Satu kasus lagi yang diceritakan oleh Mbak Indiah. Cerita ini sangat mengganggu perasaanku. Tidak tahu mengapa demikian. Haha. Jadi, waktu itu Mbak Indiah naik travel dari Semarang mau balik ke Jogja. Bertemu dengan seorang perempuan yang mau balik ke Magelang –kalau tidak salah ingat-. Singkat cerita, Mbak Indiah mengetahui kalau perempuan ini di Semarang bekerja sebagai ART. Mbak Indiah bertanya-tanya, karena perempuan ini masih muda dan masih seumuran anak-anak sekolah.
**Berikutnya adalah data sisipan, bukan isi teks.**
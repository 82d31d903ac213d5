//! Users

use std::fmt;

use serde::{Deserialize, Serialize};

/// Identity of an authenticated storefront user.
///
/// Authentication happens upstream; by the time a call reaches this crate the
/// session collaborator has already resolved the user, so this is just an
/// opaque id.
#[derive(Debug, Clone, Copy, PartialEq, Eq, Hash, PartialOrd, Ord, Serialize, Deserialize)]
pub struct UserId(pub u64);

impl fmt::Display for UserId {
    fn fmt(&self, f: &mut fmt::Formatter<'_>) -> fmt::Result {
        write!(f, "user-{}", self.0)
    }
}
//! Product types and brands: the two flat lookup lists products point at.

use serde::{Deserialize, Serialize};

use catalog_core::{BrandId, DomainError, DomainResult, TypeId};

/// Longest name the backend accepts for a type or brand.
pub const MAX_NAME_LEN: usize = 40;

#[derive(Debug, Clone, PartialEq, Eq, Serialize, Deserialize)]
pub struct ProductType {
    #[serde(rename = "maLoaiSanPham")]
    pub id: TypeId,
    #[serde(rename = "tenLoaiSanPham")]
    pub name: String,
}

#[derive(Debug, Clone, PartialEq, Eq, Serialize, Deserialize)]
pub struct Brand {
    #[serde(rename = "maThuongHieu")]
    pub id: BrandId,
    #[serde(rename = "tenThuongHieu")]
    pub name: String,
}

/// Body for creating a product type.
#[derive(Debug, Clone, PartialEq, Eq, Serialize, Deserialize)]
pub struct NewProductType {
    #[serde(rename = "tenLoaiSanPham")]
    pub name: String,
}

/// Body for creating a brand.
#[derive(Debug, Clone, PartialEq, Eq, Serialize, Deserialize)]
pub struct NewBrand {
    #[serde(rename = "tenThuongHieu")]
    pub name: String,
}

/// Anything listed and searched by display name.
pub trait Named {
    fn name(&self) -> &str;
}

impl Named for ProductType {
    fn name(&self) -> &str {
        &self.name
    }
}

impl Named for Brand {
    fn name(&self) -> &str {
        &self.name
    }
}

/// Check a type/brand name before sending it. Returns the name unchanged.
pub fn validate_name(name: &str) -> DomainResult<&str> {
    if name.trim().is_empty() {
        return Err(DomainError::validation("name cannot be empty"));
    }
    if name.chars().count() > MAX_NAME_LEN {
        return Err(DomainError::validation(format!(
            "name cannot exceed {MAX_NAME_LEN} characters"
        )));
    }
    Ok(name)
}

/// Case-insensitive substring search over names. An empty term keeps all.
pub fn filter_by_name<'a, T: Named>(items: &'a [T], term: &str) -> Vec<&'a T> {
    if term.is_empty() {
        return items.iter().collect();
    }
    let needle = term.to_lowercase();
    items
        .iter()
        .filter(|item| item.name().to_lowercase().contains(&needle))
        .collect()
}
//! Products domain module.
//!
//! This crate contains the catalog's client-side business rules: the product
//! variant edit form and its validation, plus the type/brand lookup lists.
//! It is pure, deterministic logic (no IO, no HTTP).

pub mod form;
pub mod record;
pub mod submission;
pub mod taxonomy;
pub mod validation;
pub mod variant;

pub use form::{FormField, VariantForm};
pub use record::{DetailRecord, VariantRecord};
pub use submission::{DetailItem, ProductEditItem, ProductEditRequest, VariantItem};
pub use taxonomy::{Brand, Named, NewBrand, NewProductType, ProductType, filter_by_name, validate_name};
pub use validation::{ErrorKey, ErrorSet, FieldError, MAX_AMOUNT, coerce_to_positive_int_or_zero};
pub use variant::{DEFAULT_COLOR, Size, SizeRow, VariantGroup};
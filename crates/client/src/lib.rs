//! `catalog-client`
//!
//! **Responsibility:** talk to the Catalog Service over HTTP.
//!
//! This crate provides:
//! - `CatalogClient`: product type, brand and product-edit endpoints
//! - `SubmitGate` / `submit_form`: the single-flight save path for the
//!   variant edit form
//!
//! The Catalog Service stays the authority; nothing here persists state.

pub mod client;
pub mod config;
pub mod error;
pub mod submit;

pub use client::{CatalogClient, ProductSink, Updated};
pub use config::ClientConfig;
pub use error::ClientError;
pub use submit::{Notice, SubmitGate, SubmitOutcome, SubmitPermit, submit_form};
Dibalik kenyataan itu ternyata perempuan ini dari keluarga kurang mampu. Dia punya kakak laki-laki. Waktu itu lulus bareng, dia lulus SD, kakaknya lulus SMP. Oleh orangtuanya, perempuan ini diminta mengalah, biar salah satu saja yang melanjutkan pendidikan. Dengan alasan nantinya laki-laki bakal menjadi kepala rumah tangga di keluarganya, dan perempuan ini dianggap hanya akan mengikuti suaminya kelak, maka kakak laki-lakinyalah yang kemudian melanjutkan pendidikan. Harapannya, biar bisa menunjang karir kakaknya kelak. Semenjak itu, perempuan ini mulai bantu-bantu saudaranya berjualan sampai dia menjadi ART.

Lebih lanjut lagi, kakak laki-lakinya akhirnya menikah dan masih tinggal bersama orangtuanya. Kakak laki-lakinya ini memilih jalan karirnya sebagai pebisnis, buka usaha bengkel di rumah. Menurut pengakuan si perempuan ini, bengkel itu tidak ramai. Kemudian Mbak Indiah bertanya lagi, bagaimana memenuhi kebutuhan seharu-hari? Perempuan itu menjawab, dialah yang menghidupi. Transfer uang setiap bulan untuk orangtuanya juga keluarga kakaknya. Cerita di atas mengaduk perasaanku. Sekali lagi, tidak tahu mengapa.

Namun, dari kedua kisah tadi, bayang-bayang tentang konstruksi gender dan ketidakadilan gender yang sebelumnya tidak kusadari, seolah diperlihatkan langsung di depan mata. Dan itu juga membantuku lebih mudah untuk memahami bagaimana konstruksi gender dan ketidakadilan gender ini terjadi di lingkungan sekitar. Masih sangat melekat label-label yang sebenarnya buatan manusia itu dianggap sebagai kodrat.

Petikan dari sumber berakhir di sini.